### PROBLEM DETAILS
Below are records; quote them exactly from the first line through the line that contains "ceiling: 10 MiB.".

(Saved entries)
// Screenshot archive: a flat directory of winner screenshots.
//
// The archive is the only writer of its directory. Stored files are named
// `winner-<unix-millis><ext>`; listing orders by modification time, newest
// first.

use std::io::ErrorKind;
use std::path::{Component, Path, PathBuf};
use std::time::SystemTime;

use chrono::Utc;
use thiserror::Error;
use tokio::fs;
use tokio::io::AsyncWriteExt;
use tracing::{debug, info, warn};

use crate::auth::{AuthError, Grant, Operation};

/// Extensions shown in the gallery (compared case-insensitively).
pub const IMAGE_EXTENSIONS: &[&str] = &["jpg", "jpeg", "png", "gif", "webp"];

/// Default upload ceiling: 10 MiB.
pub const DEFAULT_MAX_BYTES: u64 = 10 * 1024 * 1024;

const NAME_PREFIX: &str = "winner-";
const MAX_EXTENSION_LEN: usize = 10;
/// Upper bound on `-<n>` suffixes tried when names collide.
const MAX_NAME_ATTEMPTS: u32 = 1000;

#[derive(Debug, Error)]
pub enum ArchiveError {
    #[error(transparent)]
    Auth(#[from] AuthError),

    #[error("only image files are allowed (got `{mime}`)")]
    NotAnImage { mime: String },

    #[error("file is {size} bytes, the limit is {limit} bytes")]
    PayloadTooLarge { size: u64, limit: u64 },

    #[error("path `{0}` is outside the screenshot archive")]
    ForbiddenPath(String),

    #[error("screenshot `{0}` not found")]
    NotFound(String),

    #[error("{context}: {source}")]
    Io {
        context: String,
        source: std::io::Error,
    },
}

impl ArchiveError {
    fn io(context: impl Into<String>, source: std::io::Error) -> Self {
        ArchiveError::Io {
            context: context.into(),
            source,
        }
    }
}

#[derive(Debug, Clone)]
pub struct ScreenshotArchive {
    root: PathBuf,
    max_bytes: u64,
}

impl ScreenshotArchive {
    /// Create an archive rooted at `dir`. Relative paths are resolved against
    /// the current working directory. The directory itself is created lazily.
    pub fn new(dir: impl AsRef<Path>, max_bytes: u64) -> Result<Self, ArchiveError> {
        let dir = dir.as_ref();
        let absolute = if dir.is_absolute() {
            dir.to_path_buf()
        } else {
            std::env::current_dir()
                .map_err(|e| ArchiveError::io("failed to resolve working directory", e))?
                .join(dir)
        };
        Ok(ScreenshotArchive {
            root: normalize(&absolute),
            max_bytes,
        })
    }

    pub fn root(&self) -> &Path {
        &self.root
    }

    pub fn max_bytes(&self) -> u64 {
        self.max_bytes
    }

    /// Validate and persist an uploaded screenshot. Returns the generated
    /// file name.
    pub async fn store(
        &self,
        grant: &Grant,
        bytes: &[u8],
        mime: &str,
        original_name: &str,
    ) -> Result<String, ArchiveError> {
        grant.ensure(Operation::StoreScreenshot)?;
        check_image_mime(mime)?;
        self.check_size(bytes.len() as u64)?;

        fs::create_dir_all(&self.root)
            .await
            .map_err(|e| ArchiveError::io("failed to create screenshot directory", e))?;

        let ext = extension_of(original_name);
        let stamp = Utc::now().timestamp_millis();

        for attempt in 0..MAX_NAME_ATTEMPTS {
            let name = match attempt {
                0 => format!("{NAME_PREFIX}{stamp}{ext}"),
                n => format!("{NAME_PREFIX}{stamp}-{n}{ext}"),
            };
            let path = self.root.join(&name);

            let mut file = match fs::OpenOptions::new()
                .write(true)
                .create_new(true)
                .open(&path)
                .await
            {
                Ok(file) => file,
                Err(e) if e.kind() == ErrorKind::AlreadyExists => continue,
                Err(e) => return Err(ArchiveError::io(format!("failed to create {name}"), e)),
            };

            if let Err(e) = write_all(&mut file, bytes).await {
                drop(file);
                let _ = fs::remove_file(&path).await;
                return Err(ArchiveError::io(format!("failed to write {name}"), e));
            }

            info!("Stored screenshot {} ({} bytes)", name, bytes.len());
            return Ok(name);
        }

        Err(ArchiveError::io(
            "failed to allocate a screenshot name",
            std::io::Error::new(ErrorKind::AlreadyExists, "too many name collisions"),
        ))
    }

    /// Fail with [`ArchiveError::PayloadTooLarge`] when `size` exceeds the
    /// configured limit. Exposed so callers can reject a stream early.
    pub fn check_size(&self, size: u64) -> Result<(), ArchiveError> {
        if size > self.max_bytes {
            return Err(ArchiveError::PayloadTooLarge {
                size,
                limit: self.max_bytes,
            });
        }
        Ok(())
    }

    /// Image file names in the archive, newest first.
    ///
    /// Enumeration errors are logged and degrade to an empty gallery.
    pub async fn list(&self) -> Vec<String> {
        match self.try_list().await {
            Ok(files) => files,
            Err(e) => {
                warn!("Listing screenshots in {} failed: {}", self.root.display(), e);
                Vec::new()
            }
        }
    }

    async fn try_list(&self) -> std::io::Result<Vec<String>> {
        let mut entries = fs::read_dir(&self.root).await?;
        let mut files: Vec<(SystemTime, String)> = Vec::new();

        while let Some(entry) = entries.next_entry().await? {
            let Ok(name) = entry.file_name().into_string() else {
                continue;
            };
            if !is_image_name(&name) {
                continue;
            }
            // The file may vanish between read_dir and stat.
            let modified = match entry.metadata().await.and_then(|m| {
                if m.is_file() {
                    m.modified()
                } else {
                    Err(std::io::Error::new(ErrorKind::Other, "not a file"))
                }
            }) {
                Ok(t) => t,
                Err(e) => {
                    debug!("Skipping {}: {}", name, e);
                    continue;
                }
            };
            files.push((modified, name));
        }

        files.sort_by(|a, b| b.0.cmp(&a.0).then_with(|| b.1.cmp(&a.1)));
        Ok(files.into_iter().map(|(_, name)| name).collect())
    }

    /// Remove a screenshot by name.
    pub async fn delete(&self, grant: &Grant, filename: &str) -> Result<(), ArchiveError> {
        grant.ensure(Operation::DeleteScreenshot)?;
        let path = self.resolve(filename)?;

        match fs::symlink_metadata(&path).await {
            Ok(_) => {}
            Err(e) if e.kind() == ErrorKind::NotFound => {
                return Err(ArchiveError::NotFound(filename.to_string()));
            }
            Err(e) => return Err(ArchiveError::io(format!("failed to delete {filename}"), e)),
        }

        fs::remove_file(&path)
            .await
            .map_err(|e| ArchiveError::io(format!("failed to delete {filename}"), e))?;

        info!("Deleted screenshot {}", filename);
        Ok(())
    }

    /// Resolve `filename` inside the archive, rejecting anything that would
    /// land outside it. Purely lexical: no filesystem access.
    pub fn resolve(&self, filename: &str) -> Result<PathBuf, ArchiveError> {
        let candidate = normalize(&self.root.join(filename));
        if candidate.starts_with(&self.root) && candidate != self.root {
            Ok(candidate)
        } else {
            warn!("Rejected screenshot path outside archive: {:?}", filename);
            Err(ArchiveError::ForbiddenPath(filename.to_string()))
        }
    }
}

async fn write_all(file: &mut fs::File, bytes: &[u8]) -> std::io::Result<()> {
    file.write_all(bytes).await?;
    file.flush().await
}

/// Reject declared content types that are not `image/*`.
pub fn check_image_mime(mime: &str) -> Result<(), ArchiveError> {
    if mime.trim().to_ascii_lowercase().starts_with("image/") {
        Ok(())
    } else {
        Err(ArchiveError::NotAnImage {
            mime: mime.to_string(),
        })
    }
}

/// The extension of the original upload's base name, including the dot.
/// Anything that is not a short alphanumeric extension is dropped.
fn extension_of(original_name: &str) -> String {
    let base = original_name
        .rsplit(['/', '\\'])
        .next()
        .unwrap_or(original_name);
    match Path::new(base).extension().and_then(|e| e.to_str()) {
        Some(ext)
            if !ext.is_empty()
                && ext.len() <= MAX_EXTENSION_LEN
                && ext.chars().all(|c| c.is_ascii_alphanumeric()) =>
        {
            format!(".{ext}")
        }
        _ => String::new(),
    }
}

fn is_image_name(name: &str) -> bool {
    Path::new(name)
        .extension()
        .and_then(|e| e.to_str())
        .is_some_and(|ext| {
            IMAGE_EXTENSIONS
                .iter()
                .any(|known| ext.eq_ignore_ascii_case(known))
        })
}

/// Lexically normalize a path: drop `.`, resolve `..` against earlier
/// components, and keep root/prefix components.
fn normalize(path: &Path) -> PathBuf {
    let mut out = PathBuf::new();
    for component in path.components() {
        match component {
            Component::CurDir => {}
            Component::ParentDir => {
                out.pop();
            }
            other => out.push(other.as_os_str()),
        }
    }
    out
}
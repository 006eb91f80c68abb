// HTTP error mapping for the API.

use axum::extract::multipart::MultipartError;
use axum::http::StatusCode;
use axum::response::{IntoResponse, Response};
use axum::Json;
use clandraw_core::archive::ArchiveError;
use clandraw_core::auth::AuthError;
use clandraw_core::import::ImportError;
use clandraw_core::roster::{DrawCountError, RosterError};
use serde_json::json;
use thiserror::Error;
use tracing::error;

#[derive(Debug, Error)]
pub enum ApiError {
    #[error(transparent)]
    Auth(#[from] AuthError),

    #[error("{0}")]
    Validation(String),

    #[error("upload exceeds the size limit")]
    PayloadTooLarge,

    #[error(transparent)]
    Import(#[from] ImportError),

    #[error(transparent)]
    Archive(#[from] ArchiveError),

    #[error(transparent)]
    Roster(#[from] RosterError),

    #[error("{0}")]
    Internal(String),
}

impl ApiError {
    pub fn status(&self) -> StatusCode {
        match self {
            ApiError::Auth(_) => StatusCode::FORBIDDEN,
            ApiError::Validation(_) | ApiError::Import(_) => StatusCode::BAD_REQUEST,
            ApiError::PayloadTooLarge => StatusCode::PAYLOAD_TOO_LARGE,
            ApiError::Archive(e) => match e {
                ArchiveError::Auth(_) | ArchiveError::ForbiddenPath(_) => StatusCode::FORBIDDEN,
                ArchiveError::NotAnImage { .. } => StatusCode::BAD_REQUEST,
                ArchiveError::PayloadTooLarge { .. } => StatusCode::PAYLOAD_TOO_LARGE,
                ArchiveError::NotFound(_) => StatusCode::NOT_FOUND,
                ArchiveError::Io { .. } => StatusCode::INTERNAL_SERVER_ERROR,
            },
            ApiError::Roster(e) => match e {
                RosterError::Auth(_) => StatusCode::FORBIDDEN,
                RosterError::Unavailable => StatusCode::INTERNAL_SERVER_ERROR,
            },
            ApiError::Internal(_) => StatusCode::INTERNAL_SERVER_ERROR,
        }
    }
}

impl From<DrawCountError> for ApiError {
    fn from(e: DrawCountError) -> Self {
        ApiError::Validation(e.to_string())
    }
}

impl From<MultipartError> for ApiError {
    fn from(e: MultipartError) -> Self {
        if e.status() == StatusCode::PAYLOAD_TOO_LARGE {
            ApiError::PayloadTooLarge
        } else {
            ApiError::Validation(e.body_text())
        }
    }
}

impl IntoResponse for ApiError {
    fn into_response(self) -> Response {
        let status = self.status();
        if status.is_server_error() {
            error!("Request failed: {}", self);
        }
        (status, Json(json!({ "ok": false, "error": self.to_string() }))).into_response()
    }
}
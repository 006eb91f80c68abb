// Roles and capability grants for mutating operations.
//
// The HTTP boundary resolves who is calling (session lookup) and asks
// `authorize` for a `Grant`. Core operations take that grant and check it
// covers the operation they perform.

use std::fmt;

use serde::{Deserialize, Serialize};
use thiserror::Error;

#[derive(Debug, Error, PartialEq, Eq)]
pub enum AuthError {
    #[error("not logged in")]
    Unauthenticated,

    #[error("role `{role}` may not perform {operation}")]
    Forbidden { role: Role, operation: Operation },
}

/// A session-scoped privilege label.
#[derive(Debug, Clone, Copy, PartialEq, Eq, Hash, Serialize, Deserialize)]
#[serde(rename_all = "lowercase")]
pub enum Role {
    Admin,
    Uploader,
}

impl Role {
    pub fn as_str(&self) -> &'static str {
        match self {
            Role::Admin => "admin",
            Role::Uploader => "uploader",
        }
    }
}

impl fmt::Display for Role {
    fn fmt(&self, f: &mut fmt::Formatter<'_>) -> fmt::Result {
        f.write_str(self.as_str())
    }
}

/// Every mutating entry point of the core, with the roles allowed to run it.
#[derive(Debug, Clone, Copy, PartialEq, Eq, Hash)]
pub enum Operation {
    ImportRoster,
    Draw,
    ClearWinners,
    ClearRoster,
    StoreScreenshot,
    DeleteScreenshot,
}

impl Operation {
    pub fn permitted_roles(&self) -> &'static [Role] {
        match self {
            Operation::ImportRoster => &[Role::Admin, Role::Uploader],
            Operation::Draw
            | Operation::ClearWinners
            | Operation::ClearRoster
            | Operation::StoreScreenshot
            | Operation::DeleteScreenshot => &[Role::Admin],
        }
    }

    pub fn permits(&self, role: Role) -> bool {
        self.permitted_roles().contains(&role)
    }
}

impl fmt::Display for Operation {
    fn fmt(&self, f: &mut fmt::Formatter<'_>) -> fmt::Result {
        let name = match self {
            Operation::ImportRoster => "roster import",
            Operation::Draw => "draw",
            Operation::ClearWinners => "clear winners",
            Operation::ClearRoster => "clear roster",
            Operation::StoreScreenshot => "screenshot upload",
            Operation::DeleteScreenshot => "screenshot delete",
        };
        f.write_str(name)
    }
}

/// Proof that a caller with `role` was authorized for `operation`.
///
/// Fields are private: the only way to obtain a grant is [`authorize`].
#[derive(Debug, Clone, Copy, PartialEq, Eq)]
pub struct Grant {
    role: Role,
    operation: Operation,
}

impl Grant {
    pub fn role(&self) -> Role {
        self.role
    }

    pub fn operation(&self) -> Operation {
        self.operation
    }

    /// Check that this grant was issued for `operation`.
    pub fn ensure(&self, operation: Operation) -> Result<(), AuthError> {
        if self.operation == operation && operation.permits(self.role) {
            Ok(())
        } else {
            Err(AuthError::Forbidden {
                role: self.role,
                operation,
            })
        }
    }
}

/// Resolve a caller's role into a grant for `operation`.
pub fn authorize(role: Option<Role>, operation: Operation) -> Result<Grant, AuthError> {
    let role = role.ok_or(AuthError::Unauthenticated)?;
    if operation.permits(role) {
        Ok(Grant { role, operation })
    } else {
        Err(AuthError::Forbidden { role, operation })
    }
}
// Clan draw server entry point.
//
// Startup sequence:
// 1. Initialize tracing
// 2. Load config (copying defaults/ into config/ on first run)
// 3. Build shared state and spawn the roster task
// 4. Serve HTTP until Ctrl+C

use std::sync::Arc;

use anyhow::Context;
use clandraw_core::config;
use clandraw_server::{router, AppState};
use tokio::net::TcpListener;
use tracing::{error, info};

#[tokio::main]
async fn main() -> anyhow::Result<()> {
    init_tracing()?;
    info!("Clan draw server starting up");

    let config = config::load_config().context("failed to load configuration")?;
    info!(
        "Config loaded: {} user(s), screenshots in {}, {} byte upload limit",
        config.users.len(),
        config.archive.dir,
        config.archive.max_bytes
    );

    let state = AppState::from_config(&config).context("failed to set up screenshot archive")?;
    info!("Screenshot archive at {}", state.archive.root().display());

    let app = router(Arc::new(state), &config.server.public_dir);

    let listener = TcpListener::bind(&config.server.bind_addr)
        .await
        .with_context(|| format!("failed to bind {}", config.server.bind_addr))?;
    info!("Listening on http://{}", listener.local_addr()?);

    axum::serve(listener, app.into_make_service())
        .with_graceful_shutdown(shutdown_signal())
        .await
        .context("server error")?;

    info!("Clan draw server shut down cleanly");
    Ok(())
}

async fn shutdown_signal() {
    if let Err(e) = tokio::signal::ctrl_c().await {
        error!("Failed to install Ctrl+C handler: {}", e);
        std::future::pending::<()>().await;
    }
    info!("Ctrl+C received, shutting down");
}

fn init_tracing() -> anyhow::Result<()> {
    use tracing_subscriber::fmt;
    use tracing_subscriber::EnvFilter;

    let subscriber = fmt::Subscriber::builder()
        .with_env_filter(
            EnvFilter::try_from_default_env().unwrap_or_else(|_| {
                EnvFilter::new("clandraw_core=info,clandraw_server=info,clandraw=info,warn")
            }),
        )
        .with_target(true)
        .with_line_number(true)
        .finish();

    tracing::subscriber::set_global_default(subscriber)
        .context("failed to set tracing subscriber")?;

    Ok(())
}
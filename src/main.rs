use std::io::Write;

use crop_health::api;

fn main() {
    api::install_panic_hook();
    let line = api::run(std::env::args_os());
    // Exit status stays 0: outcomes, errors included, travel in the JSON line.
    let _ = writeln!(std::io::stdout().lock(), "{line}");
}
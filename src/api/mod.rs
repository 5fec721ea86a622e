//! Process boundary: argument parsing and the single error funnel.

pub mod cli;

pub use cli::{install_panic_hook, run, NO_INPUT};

### RESPONSE TO THE TASK
// Screenshot archive: a flat directory of winner screenshots.
//
// The archive is the only writer of its directory. Stored files are named
// `winner-<unix-millis><ext>`; listing orders by modification time, newest
// first.

use std::io::ErrorKind;
use std::path::{Component, Path, PathBuf};
use std::time::SystemTime;

use chrono::Utc;
use thiserror::Error;
use tokio::fs;
use tokio::io::AsyncWriteExt;
use tracing::{debug, info, warn};

use crate::auth::{AuthError, Grant, Operation};

/// Extensions shown in the gallery (compared case-insensitively).
pub const IMAGE_EXTENSIONS: &[&str] = &["jpg", "jpeg", "png", "gif", "webp"];

/// Default upload ceiling: 10 MiB.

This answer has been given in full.